Typically patients with uncomplicated appendicitis have low-grade fever. Fever above 38.6 degrees, tachycardia and leukocytosis develop as a consequence of mediators released by ischemic tissues, white blood cells and bacteria. Children with appendicitis avoid movement and tend to lie in bed with their knees flexed. Hyperesthesia of the skin can be elicited by touching the skin of the patient. Abdominal tenderness associated with appendicitis varies with the stage of the disease and location of the inflamed vermiform appendix. Classical “McBurney’s point” that is the area one-third the distance from anterior superior iliac spine to the umbilicus, is the most common site of maximal tenderness that is found on the abdominal wall. Rectal tenderness may be observed in patients with pelvic appendicitis. In the case of malrotation, the tenderness due to appendicitis may occur on unusual locations which may be away from the usual site.

There are some clinical signs that should produce high index of suspicion of appendicitis, namely “Rovsings’ sign” (palpation of left lower quadrant producing tenderness over the right iliac fossa), and it is a reliable indicator of appendicitis in childhood. The “psoas sign” that is commonly observed in retrocecal appendicitis and the “obturator sign” suggesting pelvic appendicitis are the other useful clinical signs that should prompt clinician to diagnose acute appendicitis early. The physical examination of a patient suspected to have appendicitis (especially pelvic appendicitis) is missing without rectal exam which may reveal a tender palpable mass or abscess.

Differential diagnosis of acute appendicitis has a wide spectrum of diseases and includes gastroenteritis, inflammatory bowel disease such as Crohn’s disease, cholelithiasis, mesenteric adenitis, pancreatitis, peptic ulcer disease, Meckel’s diverticulitis, constipation, intussusception and many other disease states (Table 1). Systemic diseases including diabetic ketoacidosis, lupus erythematosus, hemolytic uremic syndrome, sickle cell crisis, Henoch-Schönlein purpura and parasitic infections may produce symptoms suggesting acute appendicitis. In females with certain situations such as ectopic pregnancy, ovarian torsion, developmental ovarian cysts and pelvic inflammatory disease, a misdiagnosis of acute appendicitis may cause unnecessary surgical interventions. Pneumonia, particularly affecting the right lower lobe of lung, urinary tract diseases such as renal or ureteric stones, pyelonephritis and urinary tract infections can also mimic acute appendicitis. Children with cystic fibrosis have a higher incidence of acute appendicitis. A neonate with appendicitis should increase the suspicion of Hirschsprung’s disease in the mind of the clinician.

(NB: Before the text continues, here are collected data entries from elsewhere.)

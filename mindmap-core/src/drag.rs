//! Subtree drag gesture.
//!
//! Idle --press--> Dragging --move--> Dragging --release--> Idle
//!
//! While dragging, the pressed node and its descendants move as one rigid
//! block: every captured position and every connector inside the block is
//! translated by the pointer delta. Connectors that leave the block are
//! rerouted from live positions. On release the gesture ends in one of:
//! a click (nothing happened), a lane reorder among siblings, a committed
//! subtree move, or a rollback when the block lands on another node.

use std::collections::{BTreeMap, HashSet};

use log::{debug, info};

use crate::commands::Command;
use crate::geometry::{PointF, Segment};
use crate::layout::spacing::{merge_moves, normalize_subtree_spacing, NodeMove};
use crate::layout::LayoutConfig;
use crate::model::{EdgeId, MindMap, NodeId};

#[derive(Debug, Clone)]
struct DragSession {
    root: NodeId,
    press: PointF,
    origin: BTreeMap<NodeId, PointF>,
    connectors: BTreeMap<EdgeId, [Segment; 3]>,
    /// Edges with both ends inside the dragged block.
    internal: HashSet<EdgeId>,
}

/// How a drag gesture ended.
#[derive(Debug, Clone, PartialEq)]
pub enum DragOutcome {
    /// Pointer travel stayed under the click threshold; nothing changed.
    Click,
    /// The block landed on another node and was put back.
    RolledBack,
    /// The gesture produced a command. The graph already reflects it.
    Committed(Command),
}

#[derive(Debug, Clone, Default)]
pub struct DragController {
    session: Option<DragSession>,
}

impl DragController {
    pub fn new() -> Self {
        Self::default()
    }

    pub fn is_dragging(&self) -> bool {
        self.session.is_some()
    }

    /// Start dragging `node` and its subtree. Returns false (and stays idle)
    /// when Shift is held or the node is unknown.
    pub fn press(&mut self, graph: &MindMap, node: NodeId, pointer: PointF, shift: bool) -> bool {
        if shift || !graph.contains_node(node) {
            return false;
        }

        let members = graph.subtree(node);
        let member_set: HashSet<NodeId> = members.iter().copied().collect();
        let origin: BTreeMap<NodeId, PointF> = members
            .iter()
            .filter_map(|nid| graph.position(*nid).map(|p| (*nid, p)))
            .collect();

        let mut connectors = BTreeMap::new();
        let mut internal = HashSet::new();
        for edge in graph.edges().filter(|e| member_set.contains(&e.source) || member_set.contains(&e.target)) {
            connectors.insert(edge.id, *edge.connector.segments());
            if member_set.contains(&edge.source) && member_set.contains(&edge.target) {
                internal.insert(edge.id);
            }
        }

        debug!("drag: press on {:?}, {} nodes in block", node, origin.len());
        self.session = Some(DragSession { root: node, press: pointer, origin, connectors, internal });
        true
    }

    pub fn drag_move(&mut self, graph: &mut MindMap, pointer: PointF) {
        let Some(session) = &self.session else { return };
        let (dx, dy) = (pointer.x - session.press.x, pointer.y - session.press.y);
        translate_block(graph, session, dx, dy);
    }

    pub fn release(&mut self, graph: &mut MindMap, pointer: PointF, cfg: &LayoutConfig) -> DragOutcome {
        let Some(session) = self.session.take() else { return DragOutcome::Click };
        let (dx, dy) = (pointer.x - session.press.x, pointer.y - session.press.y);

        if dx.hypot(dy) < cfg.click_threshold {
            restore(graph, &session);
            return DragOutcome::Click;
        }
        translate_block(graph, &session, dx, dy);

        if let Some(outcome) = try_lane_insert(graph, &session, cfg) {
            return outcome;
        }

        if block_collides(graph, &session, cfg.drag_margin) {
            info!("drag: {:?} dropped onto another node, rolling back", session.root);
            restore(graph, &session);
            return DragOutcome::RolledBack;
        }

        let (mut dx, mut dy) = (dx, dy);
        if cfg.grid_snap {
            if let Some(origin) = session.origin.get(&session.root) {
                let snapped = cfg.snap_to_grid(origin.offset(dx, dy));
                dx = snapped.x - origin.x;
                dy = snapped.y - origin.y;
                translate_block(graph, &session, dx, dy);
            }
        }
        for nid in session.origin.keys() {
            graph.refresh_edges_of(*nid);
        }

        let moves = session
            .origin
            .iter()
            .map(|(id, from)| NodeMove { id: *id, from: *from, to: from.offset(dx, dy) })
            .collect();
        DragOutcome::Committed(Command::SubtreeMove {
            root: session.root,
            moves,
            connectors: session.connectors,
        })
    }

    /// Abort the gesture and put everything back.
    pub fn cancel(&mut self, graph: &mut MindMap) {
        if let Some(session) = self.session.take() {
            restore(graph, &session);
        }
    }
}

fn translate_block(graph: &mut MindMap, session: &DragSession, dx: f64, dy: f64) {
    for (nid, origin) in &session.origin {
        let _ = graph.set_position_raw(*nid, origin.offset(dx, dy));
    }
    for (eid, captured) in &session.connectors {
        if session.internal.contains(eid) {
            let _ = graph.preview_connector(*eid, captured, dx, dy);
        } else {
            graph.refresh_edge(*eid);
        }
    }
}

fn restore(graph: &mut MindMap, session: &DragSession) {
    for (nid, origin) in &session.origin {
        let _ = graph.set_position_raw(*nid, *origin);
    }
    for (eid, captured) in &session.connectors {
        let _ = graph.set_connector(*eid, *captured);
    }
}

/// Any block node, grown by `margin`, overlapping a node outside the block.
fn block_collides(graph: &MindMap, session: &DragSession, margin: f64) -> bool {
    let block: Vec<_> = session
        .origin
        .keys()
        .filter_map(|nid| graph.node_rect(*nid))
        .map(|r| r.expanded(margin))
        .collect();
    graph
        .nodes()
        .filter(|n| !session.origin.contains_key(&n.id))
        .any(|n| {
            let r = n.rect();
            block.iter().any(|b| b.overlaps(&r))
        })
}

/// Siblings of `root` whose center X is within the lane tolerance of `drop_x`.
pub fn lane_members(graph: &MindMap, root: NodeId, drop_x: f64, tolerance: f64) -> Vec<NodeId> {
    graph
        .siblings_of(root)
        .into_iter()
        .filter(|s| graph.position(*s).is_some_and(|p| (p.x - drop_x).abs() <= tolerance))
        .collect()
}

/// Index at which a node dropped at `drop_y` joins a lane: the number of
/// lane members above it.
pub fn insertion_index(graph: &MindMap, lane: &[NodeId], drop_y: f64) -> usize {
    lane.iter()
        .filter(|nid| graph.position(**nid).is_some_and(|p| p.y < drop_y))
        .count()
}

fn try_lane_insert(graph: &mut MindMap, session: &DragSession, cfg: &LayoutConfig) -> Option<DragOutcome> {
    let drop = graph.position(session.root)?;
    let mut lane = lane_members(graph, session.root, drop.x, cfg.lane_tolerance);
    if lane.is_empty() {
        return None;
    }
    lane.sort_by(|a, b| {
        let (pa, pb) = (graph.position(*a), graph.position(*b));
        let ya = pa.map_or(0.0, |p| p.y);
        let yb = pb.map_or(0.0, |p| p.y);
        ya.total_cmp(&yb).then(a.cmp(b))
    });
    let index = insertion_index(graph, &lane, drop.y);
    let lane_x = graph.position(lane[0])?.x;

    let root_origin = session.origin.get(&session.root)?;
    let (dx, dy) = (lane_x - root_origin.x, drop.y - root_origin.y);
    translate_block(graph, session, dx, dy);

    let mut moves: Vec<NodeMove> = session
        .origin
        .iter()
        .map(|(id, from)| NodeMove { id: *id, from: *from, to: from.offset(dx, dy) })
        .collect();

    let mut ordered = lane;
    ordered.insert(index, session.root);
    merge_moves(&mut moves, normalize_subtree_spacing(graph, &ordered, cfg.lane_gap));
    for nid in session.origin.keys() {
        graph.refresh_edges_of(*nid);
    }

    info!("drag: {:?} reordered into lane at index {index}", session.root);
    Some(DragOutcome::Committed(Command::ReorderNode { id: session.root, moves }))
}
impl Command {
    /// Capture a node and its incident edges for deletion.
    pub fn delete_node(graph: &MindMap, id: NodeId) -> Result<Command> {
        let node = graph.node(id).ok_or(EditError::NodeNotFound(id))?.clone();
        let edges = node
            .edges()
            .iter()
            .filter_map(|(eid, _)| graph.edge(*eid))
            .map(|e| EdgeRecord::capture(graph, e))
            .collect();
        Ok(Command::DeleteNode { node, edges })
    }

    /// Move `id` to `to`; every node of the same generation lying strictly
    /// right of it (before the move) follows by the same vertical delta.
    pub fn move_with_related(graph: &MindMap, id: NodeId, to: PointF) -> Result<Command> {
        let from = graph.position(id).ok_or(EditError::NodeNotFound(id))?;
        let dy = to.y - from.y;
        let mut moves = vec![NodeMove { id, from, to }];
        for rid in graph.related_same_generation(id) {
            if let Some(p) = graph.position(rid) {
                moves.push(NodeMove { id: rid, from: p, to: p.offset(0.0, dy) });
            }
        }
        Ok(Command::MoveNodeWithRelated { id, moves })
    }

    /// Short description, used for logging and the host's undo menu.
    pub fn label(&self) -> &'static str {
        match self {
            Command::AddNode { .. } => "Add node",
            Command::ConnectNodes { .. } => "Connect nodes",
            Command::DeleteNode { .. } => "Delete node",
            Command::MoveNode { .. } => "Move node",
            Command::MoveMultipleNodes { .. } => "Move nodes",
            Command::MoveNodeWithRelated { .. } => "Move node with related",
            Command::RenameNode { .. } => "Rename node",
            Command::SubtreeMove { .. } => "Move subtree",
            Command::ReorderNode { .. } => "Reorder node",
        }
    }

    pub fn apply(&self, graph: &mut MindMap) -> Result<()> {
        match self {
            Command::AddNode { node, parent, displaced } => {
                if graph.contains_node(node.id) {
                    return Err(EditError::NodeExists(node.id));
                }
                if let Some((edge, pid)) = parent {
                    require_node(graph, *pid)?;
                    if graph.edge(*edge).is_some() {
                        return Err(EditError::EdgeExists(*edge));
                    }
                }
                require_moves(graph, displaced)?;

                graph.insert_node(node.clone())?;
                if let Some((edge, pid)) = parent {
                    graph.insert_edge(*edge, *pid, node.id)?;
                }
                set_positions(graph, displaced.iter().map(|m| (m.id, m.to)));
                graph.refresh_edges_of(node.id);
                Ok(())
            }
            Command::ConnectNodes { edge, source, target } => {
                if graph.edge(*edge).is_some() {
                    return Err(EditError::EdgeExists(*edge));
                }
                graph.insert_edge(*edge, *source, *target)
            }
            Command::DeleteNode { node, .. } => {
                graph.remove_node(node.id)?;
                Ok(())
            }
            Command::MoveNode { id, to, .. } => graph.set_position(*id, *to),
            Command::MoveMultipleNodes { moves }
            | Command::MoveNodeWithRelated { moves, .. }
            | Command::ReorderNode { moves, .. }
            | Command::SubtreeMove { moves, .. } => {
                require_moves(graph, moves)?;
                set_positions(graph, moves.iter().map(|m| (m.id, m.to)));
                Ok(())
            }
            Command::RenameNode { id, new, .. } => graph.set_text(*id, new.clone()),
        }
    }

    pub fn revert(&self, graph: &mut MindMap) -> Result<()> {
        match self {
            Command::AddNode { node, displaced, .. } => {
                require_node(graph, node.id)?;
                require_moves(graph, displaced)?;
                graph.remove_node(node.id)?;
                set_positions(graph, displaced.iter().map(|m| (m.id, m.from)));
                Ok(())
            }
            Command::ConnectNodes { edge, .. } => {
                graph.remove_edge(*edge)?;
                Ok(())
            }
            Command::DeleteNode { node, edges } => {
                if graph.contains_node(node.id) {
                    return Err(EditError::NodeExists(node.id));
                }
                for e in edges {
                    let partner = if e.source == node.id { e.target } else { e.source };
                    require_node(graph, partner)?;
                    if graph.edge(e.id).is_some() {
                        return Err(EditError::EdgeExists(e.id));
                    }
                }
                graph.insert_node(node.clone())?;
                for e in edges {
                    graph.insert_edge_at(e.id, e.source, e.target, e.source_slot, e.target_slot)?;
                }
                Ok(())
            }
            Command::MoveNode { id, from, .. } => graph.set_position(*id, *from),
            Command::MoveMultipleNodes { moves }
            | Command::MoveNodeWithRelated { moves, .. }
            | Command::ReorderNode { moves, .. } => {
                require_moves(graph, moves)?;
                set_positions(graph, moves.iter().map(|m| (m.id, m.from)));
                Ok(())
            }
            Command::SubtreeMove { moves, connectors, .. } => {
                require_moves(graph, moves)?;
                set_positions(graph, moves.iter().map(|m| (m.id, m.from)));
                for (eid, segments) in connectors {
                    if graph.edge(*eid).is_some() {
                        graph.set_connector(*eid, *segments)?;
                    }
                }
                Ok(())
            }
            Command::RenameNode { id, old, .. } => graph.set_text(*id, old.clone()),
        }
    }
}

fn require_node(graph: &MindMap, id: NodeId) -> Result<()> {
    if graph.contains_node(id) { Ok(()) } else { Err(EditError::NodeNotFound(id)) }
}

fn require_moves(graph: &MindMap, moves: &[NodeMove]) -> Result<()> {
    moves.iter().try_for_each(|m| require_node(graph, m.id))
}

/// Move every node first, then reroute each affected connector once.
fn set_positions(graph: &mut MindMap, targets: impl Iterator<Item = (NodeId, PointF)>) {
    let mut moved = HashSet::new();
    for (id, p) in targets {
        if graph.set_position_raw(id, p).is_ok() {
            moved.insert(id);
        }
    }
    for id in moved {
        graph.refresh_edges_of(id);
    }
}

Gastrointestinal causes-liver, spleen and biliary tract disorders
Gastroenteritis
Mesenteric lymphadenitis
Constipation
Trauma
Peptic ulcer disease
Meckel’s diverticulum
Inflammatory bowel disease
Cholecystitis
Intussusception
Neoplasm (carcinoid, lymphoma)
Food poisoning
Intestinal obstruction
Omental torsion
Pancreatitis
Volvulus
Diverticulitis
Perforated viscus
Hepatitis
Cholecystitis
Splenic infarction and splenic rupture
Genitourinary causes
Urinary tract infection
Urinary calculi
Pyelonephritis
Pelvic inflammatory disease
Ectopic pregnancy
Ovarian/testicular torsion
Hematocolpos
Endometriosis
Mittelschmerz
Tubo-ovarian abscess
Ovarian cyst rupture
Metabolic disorders
Diabetic ketoacidosis
Hypoglycemia
Porphyria
Acute adrenal insufficiency
Hematologic disorders
Sickle cell disease
Henoch-Schönlein purpura
Hemolytic uremic syndrome
Pulmonary causes
Pneumonia (right lobe basilar)
Pleuritis
Pulmonary infarction
Drugs and toxins
Erythromycin
Salicylates
Lead poisoning
Other causes
Familial Mediterranean fever
Infantile colic
Parasitic infection
Psoas abscess
Functional pain
Angioneurotic edema

Table 1.

Differential diagnosis of pediatric appendicitis.

Advertisement

5. Diagnosis

History and physical examination is important in diagnosing appendicitis in children. The most accurate diagnostic tool is perhaps the serial examinations by the same examiner while the child is cooperative with the clinician. Before starting the palpation of the abdomen, the child should be asked to point out the location of the abdominal pain. Cutaneous hyperesthesia is often an early finding derived from the T10 to L1 nerve roots. There is a mild abdominal pain that cannot be localized at the early stages of the disease. As the disease progresses, localized tenderness is most often found at the McBurney’s point. Rectal tenderness may be observed in pelvic appendicitis and tenderness midway between the 12th rib and the posterior superior iliac spine is detected in patients with retrocecal appendicitis. If malrotation accompanies the disease, position of the inflamed appendix has a role in the changing locations of tenderness. Peritonitis ensues as the disease progresses to perforation with generalized abdominal rigidity. Rebound tenderness is seldom necessary for diagnosis and is usually regarded as an unnecessary discomfort for children. Routine rectal examination in diagnosing appendicitis in childhood is a matter of debate and if other signs suggest to the diagnosis of appendicitis, rectal examination may be unnecessary. But it is especially helpful diagnostic tool for patients with pelvic appendicitis with abscess or those with uterine or adnexal pathologic conditions. It should be re-emphasized that when the diagnosis is unclear, with the aid of serial physical examinations, it is possible to decrease the number of unnecessary surgical interventions that may increase risk to the patient if performed. This issue is very important, because in a recent study, among the children undergoing appendectomy, 6.3% in Canada and 4.3% in the USA, are subsequently found to have a normal appendix and it has been reported that a misdiagnosis of appendicitis that leads to negative appendectomy ranges up to 30% [6].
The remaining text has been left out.